=== Section Start ===

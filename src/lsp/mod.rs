pub mod backend;
pub mod diagnostic_store;
pub mod document;
pub mod features;
pub mod service;
//! Request handlers behind the language server
//!
//! Every feature is a plain synchronous function over the document text, and
//! a compiled [`SemanticModel`](crate::semantic::SemanticModel) where types
//! matter.
//!
//! ```text
//!                 ┌──────────── sources.rs ────────────┐
//!                 │ SignatureCatalog  LexicalSource     │
//!                 │ SemanticSource    VocabularyCatalog │
//!                 └───────┬───────────────────┬─────────┘
//!   context.rs ──► completion.rs          hover.rs
//!
//!   goto_definition.rs, references.rs, document_symbols.rs  (lexical)
//!   signature_help.rs                                      (catalog + lexical)
//!   diagnostics.rs                                         (semantic + advisory)
//! ```

pub mod completion;
pub mod context;
pub mod diagnostics;
pub mod document_symbols;
pub mod goto_definition;
pub mod hover;
pub mod references;
pub mod signature_help;
pub mod sources;

pub use completion::{CompletionOptions, complete};
pub use context::{CompletionContext, classify};
pub use diagnostics::{DIAGNOSTIC_SOURCE, validate};
pub use sources::{Candidate, CandidateKind, SymbolSource};
//! Call signatures for free functions and qualified object members

/// Signature of a built-in callable.
#[derive(Debug, Clone, Copy, PartialEq, Eq)]
pub struct FunctionSignature {
    /// Bare (`parseInt`) or qualified (`Math.max`) name.
    pub name: &'static str,
    pub parameters: &'static [&'static str],
    pub return_type: &'static str,
    pub description: &'static str,
}

impl FunctionSignature {
    /// `name(p1, p2): ret`
    pub fn label(&self) -> String {
        format!("{}({}): {}", self.name, self.parameters.join(", "), self.return_type)
    }
}

macro_rules! signature {
    ($name:literal, [$($param:literal),*], $ret:literal, $description:literal) => {
        FunctionSignature {
            name: $name,
            parameters: &[$($param),*],
            return_type: $ret,
            description: $description,
        }
    };
}

pub const FUNCTION_SIGNATURES: &[FunctionSignature] = &[
    signature!("parseInt", ["string: string", "radix?: number"], "number", "Parses a string and returns an integer."),
    signature!("parseFloat", ["string: string"], "number", "Parses a string and returns a floating point number."),
    signature!("isNaN", ["value: number"], "boolean", "Returns true if the value is NaN."),
    signature!("isFinite", ["value: number"], "boolean", "Returns true if the value is a finite number."),
    signature!("encodeURI", ["uri: string"], "string", "Encodes a complete URI."),
    signature!("decodeURI", ["encodedURI: string"], "string", "Decodes a complete URI."),
    signature!("encodeURIComponent", ["component: string"], "string", "Encodes a URI component."),
    signature!("decodeURIComponent", ["encodedComponent: string"], "string", "Decodes a URI component."),
    signature!("console.log", ["...data: any[]"], "void", "Writes a message to the console."),
    signature!("console.error", ["...data: any[]"], "void", "Writes an error message to the console."),
    signature!("console.warn", ["...data: any[]"], "void", "Writes a warning message to the console."),
    signature!("console.info", ["...data: any[]"], "void", "Writes an informational message to the console."),
    signature!("console.debug", ["...data: any[]"], "void", "Writes a debug message to the console."),
    signature!("Array.isArray", ["value: any"], "boolean", "Returns true if the value is an array."),
    signature!("Array.from", ["iterable: any"], "any[]", "Creates an array from an iterable or array-like value."),
    signature!("Array.of", ["...items: any[]"], "any[]", "Creates an array from its arguments."),
    signature!("Object.keys", ["o: object"], "string[]", "Returns the names of the enumerable own properties."),
    signature!("Object.values", ["o: object"], "any[]", "Returns the values of the enumerable own properties."),
    signature!("Object.entries", ["o: object"], "[string, any][]", "Returns key/value pairs of the enumerable own properties."),
    signature!("Object.assign", ["target: object", "...sources: any[]"], "any", "Copies own properties from sources into target."),
    signature!("JSON.stringify", ["value: any", "replacer?: any", "space?: string | number"], "string", "Converts a value to JSON text."),
    signature!("JSON.parse", ["text: string", "reviver?: any"], "any", "Parses JSON text into a value."),
    signature!("Math.abs", ["x: number"], "number", "Returns the absolute value."),
    signature!("Math.ceil", ["x: number"], "number", "Rounds up to the nearest integer."),
    signature!("Math.floor", ["x: number"], "number", "Rounds down to the nearest integer."),
    signature!("Math.round", ["x: number"], "number", "Rounds to the nearest integer."),
    signature!("Math.max", ["...values: number[]"], "number", "Returns the largest of the given numbers."),
    signature!("Math.min", ["...values: number[]"], "number", "Returns the smallest of the given numbers."),
    signature!("Math.pow", ["x: number", "y: number"], "number", "Returns x raised to the power y."),
    signature!("Math.sqrt", ["x: number"], "number", "Returns the square root."),
    signature!("Math.random", [], "number", "Returns a pseudo-random number in [0, 1)."),
    signature!("Number.isInteger", ["value: any"], "boolean", "Returns true if the value is an integer."),
    signature!("Date.now", [], "number", "Returns the current time in milliseconds since the epoch."),
    signature!("Promise.resolve", ["value: any"], "Promise<any>", "Returns a promise resolved with the value."),
    signature!("Promise.reject", ["reason?: any"], "Promise<never>", "Returns a promise rejected with the reason."),
    signature!("Promise.all", ["values: any[]"], "Promise<any[]>", "Resolves when all promises resolve."),
    signature!("Promise.race", ["values: any[]"], "Promise<any>", "Settles with the first promise to settle."),
    signature!("Promise.allSettled", ["values: any[]"], "Promise<any[]>", "Resolves when all promises settle."),
];

pub fn function_signature(name: &str) -> Option<&'static FunctionSignature> {
    FUNCTION_SIGNATURES.iter().find(|sig| sig.name == name)
}

#[cfg(test)]
mod tests {
    use super::*;

    #[test]
    fn test_label_formatting() {
        let sig = function_signature("Math.max").map(|s| s.label());
        assert_eq!(sig.as_deref(), Some("Math.max(...values: number[]): number"));
        let random = function_signature("Math.random").map(|s| s.label());
        assert_eq!(random.as_deref(), Some("Math.random(): number"));
    }

    #[test]
    fn test_qualified_and_bare_are_distinct() {
        assert!(function_signature("parseInt").is_some());
        assert!(function_signature("max").is_none());
    }
}
//! Line-oriented declaration scanner
//!
//! Each declaration kind has its own rule, tried against every line in a
//! fixed order. A rule only recognizes a declaration whose keyword and name
//! sit on the same line; declarations split across lines are not reported.

use once_cell::sync::Lazy;
use regex::{Captures, Regex};
use tower_lsp::lsp_types::{Position, Range};
use tracing::debug;

use super::patterns::declaration_pattern;
use super::{SymbolCandidate, SymbolKind};
use crate::catalog;
use crate::parsers::position_utils::utf16_column;

macro_rules! ident {
    () => {
        r"[A-Za-z_$][\w$]*"
    };
}

/// A parameter list, allowing one level of nested parentheses for
/// function-typed parameters.
macro_rules! params {
    () => {
        r"\((?:[^()]|\([^()]*\))*\)"
    };
}

struct Rule {
    kind: SymbolKind,
    pattern: &'static Lazy<Regex>,
}

static GENERIC_FUNCTION: Lazy<Regex> = Lazy::new(|| {
    Regex::new(concat!(
        r"\b(?P<kw>function)\s*\*?\s*(?P<name>", ident!(), r")\s*<[^>]*>\s*", params!(),
        r"\s*(?::\s*(?P<ty>(?:=>|[^{;=])*[^{;=\s]))?"
    ))
    .expect("static pattern")
});

static FUNCTION: Lazy<Regex> = Lazy::new(|| {
    Regex::new(concat!(
        r"\b(?P<kw>function)\s*\*?\s*(?P<name>", ident!(), r")\s*", params!(),
        r"\s*(?::\s*(?P<ty>(?:=>|[^{;=])*[^{;=\s]))?"
    ))
    .expect("static pattern")
});

static CLASS: Lazy<Regex> = Lazy::new(|| {
    Regex::new(concat!(r"\b(?P<kw>class)\s+(?P<name>", ident!(), r")(?:\s*<[^>]*>)?"))
        .expect("static pattern")
});

static INTERFACE: Lazy<Regex> = Lazy::new(|| {
    Regex::new(concat!(r"\b(?P<kw>interface)\s+(?P<name>", ident!(), r")(?:\s*<[^>]*>)?"))
        .expect("static pattern")
});

static TYPE_ALIAS: Lazy<Regex> = Lazy::new(|| {
    Regex::new(concat!(
        r"\b(?P<kw>type)\s+(?P<name>", ident!(), r")\s*(?:<[^>]*>)?\s*=\s*(?P<ty>[^;]*[^;\s])?"
    ))
    .expect("static pattern")
});

static ENUM: Lazy<Regex> = Lazy::new(|| {
    Regex::new(concat!(r"\b(?P<kw>enum)\s+(?P<name>", ident!(), r")")).expect("static pattern")
});

static NAMESPACE: Lazy<Regex> = Lazy::new(|| {
    Regex::new(concat!(
        r"\b(?P<kw>namespace)\s+(?P<name>", ident!(), r"(?:\.", ident!(), r")*)"
    ))
    .expect("static pattern")
});

static MODULE: Lazy<Regex> = Lazy::new(|| {
    Regex::new(concat!(r"\b(?P<kw>module)\s+(?P<name>", ident!(), r")")).expect("static pattern")
});

static VARIABLE: Lazy<Regex> = Lazy::new(|| {
    Regex::new(concat!(
        r"\b(?P<kw>let|const|var)\s+(?P<name>", ident!(), r")",
        r"\s*(?::\s*(?P<ty>(?:=>|[^=;])*[^=;\s]))?",
        r"\s*(?:=\s*(?P<init>[^;]*[^;\s]))?"
    ))
    .expect("static pattern")
});

static METHOD_LINE: Lazy<Regex> = Lazy::new(|| {
    Regex::new(concat!(
        r"^\s*(?:(?:public|private|protected|static|async|readonly|override|abstract)\s+)*",
        r"(?P<name>", ident!(), r")\s*\((?P<params>[^)]*)\)\s*:\s*(?P<ty>[^{;]*[^{;\s])"
    ))
    .expect("static pattern")
});

static RULES: Lazy<Vec<Rule>> = Lazy::new(|| {
    vec![
        Rule { kind: SymbolKind::GenericFunction, pattern: &GENERIC_FUNCTION },
        Rule { kind: SymbolKind::Function, pattern: &FUNCTION },
        Rule { kind: SymbolKind::Class, pattern: &CLASS },
        Rule { kind: SymbolKind::Interface, pattern: &INTERFACE },
        Rule { kind: SymbolKind::TypeAlias, pattern: &TYPE_ALIAS },
        Rule { kind: SymbolKind::Enum, pattern: &ENUM },
        Rule { kind: SymbolKind::Namespace, pattern: &NAMESPACE },
        Rule { kind: SymbolKind::Module, pattern: &MODULE },
        Rule { kind: SymbolKind::Variable, pattern: &VARIABLE },
    ]
});

fn is_comment_line(line: &str) -> bool {
    let trimmed = line.trim_start();
    trimmed.starts_with("//") || trimmed.starts_with("/*") || trimmed.starts_with('*')
}

fn lines(text: &str) -> impl Iterator<Item = (u32, &str)> {
    text.split('\n')
        .enumerate()
        .map(|(i, line)| (i as u32, line.strip_suffix('\r').unwrap_or(line)))
}

/// Scans the whole document, ordered by line and then by rule.
pub fn scan(text: &str) -> Vec<SymbolCandidate> {
    let candidates: Vec<_> = lines(text)
        .flat_map(|(line_no, line)| scan_line(line_no, line))
        .collect();
    debug!("Lexical scan found {} declarations", candidates.len());
    candidates
}

fn scan_line(line_no: u32, line: &str) -> Vec<SymbolCandidate> {
    if is_comment_line(line) {
        return Vec::new();
    }

    RULES
        .iter()
        .filter_map(|rule| {
            let caps = rule.pattern.captures(line)?;
            Some(candidate(rule.kind, line_no, line, &caps))
        })
        .collect()
}

fn candidate(rule_kind: SymbolKind, line_no: u32, line: &str, caps: &Captures<'_>) -> SymbolCandidate {
    let whole = caps.get(0).map(|m| m.range()).unwrap_or(0..0);
    let keyword = caps.name("kw").map(|m| (m.start(), m.as_str())).unwrap_or((whole.start, ""));
    let name = caps.name("name").map(|m| m.range()).unwrap_or(whole.clone());
    let declared_type = caps.name("ty").map(|m| m.as_str().trim().to_string());
    let initializer = caps.name("init").map(|m| m.as_str().trim().to_string());

    let kind = match (rule_kind, keyword.1) {
        (SymbolKind::Variable, "const") => SymbolKind::Constant,
        (kind, _) => kind,
    };

    // Variable headers stop before the initializer.
    let signature_end = if kind.is_variable() {
        caps.name("ty").map(|m| m.end()).unwrap_or(name.end)
    } else {
        whole.end
    };

    let column = |byte: usize| utf16_column(line, byte);
    let first_non_blank = line.len() - line.trim_start().len();

    SymbolCandidate {
        name: line[name.clone()].to_string(),
        kind,
        range: Range::new(
            Position::new(line_no, column(first_non_blank)),
            Position::new(line_no, column(line.trim_end().len())),
        ),
        selection_range: Range::new(
            Position::new(line_no, column(name.start)),
            Position::new(line_no, column(name.end)),
        ),
        keyword_column: column(keyword.0),
        declared_type,
        initializer,
        signature: line[keyword.0..signature_end].trim().to_string(),
    }
}

/// First declaration of `name` among `kinds`, scanning top to bottom.
///
/// Within a line the rule order decides, so `function id<T>` is reported as a
/// generic function rather than a plain one.
pub fn find_declaration(text: &str, name: &str, kinds: &[SymbolKind]) -> Option<SymbolCandidate> {
    lines(text)
        .filter(|(_, line)| line.contains(name))
        .flat_map(|(line_no, line)| scan_line(line_no, line))
        .find(|candidate| candidate.name == name && kinds.contains(&candidate.kind))
}

/// A method header recognized inside a class body.
#[derive(Debug, Clone, PartialEq, Eq)]
pub struct MethodLine {
    pub name: String,
    pub params: String,
    pub return_type: String,
}

impl MethodLine {
    /// `(params): returnType`
    pub fn signature(&self) -> String {
        format!("({}): {}", self.params.trim(), self.return_type)
    }
}

/// Methods of the first `class <class_name>` declaration in the document.
///
/// The body is read from the line after the class header up to the first
/// line that is exactly `}` once trimmed. Only methods with an explicit
/// return type are recognized.
pub fn class_body_methods(text: &str, class_name: &str) -> Vec<MethodLine> {
    let header = match declaration_pattern("class", class_name) {
        Ok(pattern) => pattern,
        Err(e) => {
            debug!("Class body scan skipped: {}", e);
            return Vec::new();
        }
    };

    let body = lines(text)
        .skip_while(|(_, line)| !header.is_match(line))
        .skip(1)
        .take_while(|(_, line)| line.trim() != "}");

    let mut methods = Vec::new();
    for (_, line) in body {
        let Some(caps) = METHOD_LINE.captures(line) else {
            continue;
        };
        let name = &caps["name"];
        if catalog::is_control_keyword(name) || name == "constructor" {
            continue;
        }
        methods.push(MethodLine {
            name: name.to_string(),
            params: caps["params"].to_string(),
            return_type: caps["ty"].trim().to_string(),
        });
    }
    methods
}

#[cfg(test)]
mod tests {
    use super::*;
    use indoc::indoc;

    fn kinds(candidates: &[SymbolCandidate]) -> Vec<(&str, SymbolKind)> {
        candidates.iter().map(|c| (c.name.as_str(), c.kind)).collect()
    }

    #[test]
    fn test_scan_each_kind() {
        let text = indoc! {r#"
            function add(a: number, b: number): number {
            function identity<T>(value: T): T {
            class Point {
            interface Shape {
            type Id = string | number;
            enum Color { Red, Green }
            namespace App.Utils {
            module Legacy {
            let count: number = 0;
            const name = "uts";
            var flag = true;
        "#};
        let candidates = scan(text);
        assert_eq!(
            kinds(&candidates),
            vec![
                ("add", SymbolKind::Function),
                ("identity", SymbolKind::GenericFunction),
                ("Point", SymbolKind::Class),
                ("Shape", SymbolKind::Interface),
                ("Id", SymbolKind::TypeAlias),
                ("Color", SymbolKind::Enum),
                ("App.Utils", SymbolKind::Namespace),
                ("Legacy", SymbolKind::Module),
                ("count", SymbolKind::Variable),
                ("name", SymbolKind::Constant),
                ("flag", SymbolKind::Variable),
            ]
        );
    }

    #[test]
    fn test_declared_types_and_signatures() {
        let text = indoc! {r#"
            export function add(a: number, b: number): number {
            let handler: (e: string) => void = noop;
            type Id = string | number;
            const greeting = "hello";
        "#};
        let candidates = scan(text);

        assert_eq!(candidates[0].declared_type.as_deref(), Some("number"));
        assert_eq!(candidates[0].signature, "function add(a: number, b: number): number");
        assert_eq!(candidates[0].keyword_column, 7);

        assert_eq!(candidates[1].declared_type.as_deref(), Some("(e: string) => void"));
        assert_eq!(candidates[1].initializer.as_deref(), Some("noop"));
        assert_eq!(candidates[1].signature, "let handler: (e: string) => void");

        assert_eq!(candidates[2].declared_type.as_deref(), Some("string | number"));

        assert_eq!(candidates[3].declared_type, None);
        assert_eq!(candidates[3].initializer.as_deref(), Some("\"hello\""));
        assert_eq!(candidates[3].signature, "const greeting");
    }

    #[test]
    fn test_function_types_in_signatures() {
        let candidates = scan("function run(cb: () => void, n: number): (() => void) {");
        assert_eq!(candidates.len(), 1);
        assert_eq!(candidates[0].declared_type.as_deref(), Some("(() => void)"));
        assert_eq!(candidates[0].signature, "function run(cb: () => void, n: number): (() => void)");
    }

    #[test]
    fn test_ranges() {
        let candidates = scan("  let value = 1;  ");
        let c = &candidates[0];
        assert_eq!(c.range, Range::new(Position::new(0, 2), Position::new(0, 16)));
        assert_eq!(c.selection_range, Range::new(Position::new(0, 6), Position::new(0, 11)));
        assert_eq!(c.keyword_column, 2);
    }

    #[test]
    fn test_multi_line_declaration_not_recognized() {
        let text = "function\nsplit(a: number) {}";
        assert!(scan(text).is_empty());
    }

    #[test]
    fn test_comment_lines_skipped() {
        let text = "// function ghost() {}\n * class Phantom\nlet real = 1;";
        assert_eq!(kinds(&scan(text)), vec![("real", SymbolKind::Variable)]);
    }

    #[test]
    fn test_find_declaration_first_match_wins() {
        let text = indoc! {r#"
            let total = 0;
            function total() {}
        "#};
        let found = find_declaration(text, "total", SymbolKind::ALL).expect("declared");
        assert_eq!(found.kind, SymbolKind::Variable);
        assert_eq!(found.line(), 0);

        let function = find_declaration(text, "total", &[SymbolKind::Function]).expect("declared");
        assert_eq!(function.line(), 1);
        assert!(find_declaration(text, "tot", SymbolKind::ALL).is_none());
    }

    #[test]
    fn test_class_body_methods() {
        let text = indoc! {r#"
            class Calculator {
                private total: number = 0;
                constructor(start: number) { this.total = start; }
                add(value: number): Calculator { this.total += value; return this; }
                async reset(): Promise<void> {
                    if (this.total > 0) { this.total = 0; }
                }
                subtract(value: number): Calculator { return this; }
            }
        "#};
        let methods = class_body_methods(text, "Calculator");
        let names: Vec<_> = methods.iter().map(|m| m.name.as_str()).collect();
        // The body ends at the first lone closing brace, which closes `reset`.
        assert_eq!(names, vec!["add", "reset"]);
        assert_eq!(methods[0].signature(), "(value: number): Calculator");
        assert_eq!(methods[1].return_type, "Promise<void>");
    }

    #[test]
    fn test_class_body_unknown_class() {
        assert!(class_body_methods("class A {\n  f(): void {}\n}", "B").is_empty());
    }
}
fn call_type(
    node: Node<'_>,
    source: &str,
    bindings: &Bindings,
    lookup: &mut Lookup<'_>,
    depth: usize,
) -> String {
    let Some(function) = node.child_by_field_name("function") else {
        return any();
    };
    match function.kind() {
        "identifier" => {
            let name = node_text(function, source);
            if let Some(id) = bindings.resolve(name, function.start_byte(), Space::Value) {
                let callee = lookup(id);
                return return_type_of(&callee).map(str::to_string).unwrap_or_else(any);
            }
            catalog::function_signature(name)
                .map(|sig| sig.return_type.to_string())
                .unwrap_or_else(any)
        }
        "member_expression" => {
            let qualified = normalized_text(function, source);
            if let Some(sig) = catalog::function_signature(&qualified) {
                return sig.return_type.to_string();
            }
            member_call_type(function, source, bindings, lookup, depth).unwrap_or_else(any)
        }
        _ => any(),
    }
}

/// Return type of `receiver.method(...)` where the receiver's type is a class
/// or interface declared in the document.
fn member_call_type(
    member: Node<'_>,
    source: &str,
    bindings: &Bindings,
    lookup: &mut Lookup<'_>,
    depth: usize,
) -> Option<String> {
    let object = member.child_by_field_name("object")?;
    let property = node_text(member.child_by_field_name("property")?, source);
    let receiver = expression_type(object, source, bindings, lookup, depth + 1);
    let type_name = receiver.strip_prefix("typeof ").unwrap_or(&receiver);
    let id = bindings.resolve(type_name, member.start_byte(), Space::Type)?;
    let declared = bindings.get(id).members.iter().find(|m| m.name == property)?;
    if declared.kind != MemberKind::Method || declared.type_text.is_empty() {
        return None;
    }
    return_type_of(&declared.type_text).map(str::to_string)
}

/// The signature of a function-like node: `<T>(a: T, b?: number) => R`.
pub(crate) fn callable_type(
    node: Node<'_>,
    source: &str,
    bindings: &Bindings,
    lookup: &mut Lookup<'_>,
    depth: usize,
) -> String {
    let type_parameters = node
        .child_by_field_name("type_parameters")
        .map(|tp| normalized_text(tp, source))
        .unwrap_or_default();

    let parameters = if let Some(parameters) = node.child_by_field_name("parameters") {
        named_children(parameters)
            .into_iter()
            .filter(|p| matches!(p.kind(), "required_parameter" | "optional_parameter"))
            .map(|p| parameter_text(p, source, bindings, lookup, depth))
            .collect::<Vec<_>>()
            .join(", ")
    } else if let Some(parameter) = node.child_by_field_name("parameter") {
        format!("{}: any", node_text(parameter, source))
    } else {
        String::new()
    };

    let return_type = match node.child_by_field_name("return_type") {
        Some(annotation) => annotation_text(annotation, source),
        None => {
            let inferred = inferred_return_type(node, source, bindings, lookup, depth);
            let is_async = children(node).iter().any(|child| child.kind() == "async");
            if is_async { format!("Promise<{}>", inferred) } else { inferred }
        }
    };

    format!("{}({}) => {}", type_parameters, parameters, return_type)
}

fn parameter_text(
    parameter: Node<'_>,
    source: &str,
    bindings: &Bindings,
    lookup: &mut Lookup<'_>,
    depth: usize,
) -> String {
    let pattern = parameter
        .child_by_field_name("pattern")
        .map(|p| normalized_text(p, source))
        .unwrap_or_default();
    let optional = if parameter.kind() == "optional_parameter" { "?" } else { "" };
    let type_text = parameter
        .child_by_field_name("type")
        .map(|t| annotation_text(t, source))
        .or_else(|| {
            parameter
                .child_by_field_name("value")
                .map(|v| expression_type(v, source, bindings, lookup, depth + 1))
        })
        .unwrap_or_else(any);
    format!("{}{}: {}", pattern, optional, type_text)
}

=== Section End ===

* EXERCISE DIRECTIONS
Where a line of the records holds the word "this", copy that line.

* EXPECTED ANSWER
                constructor(start: number) { this.total = start; }
                add(value: number): Calculator { this.total += value; return this; }
                    if (this.total > 0) { this.total = 0; }
                subtract(value: number): Calculator { return this; }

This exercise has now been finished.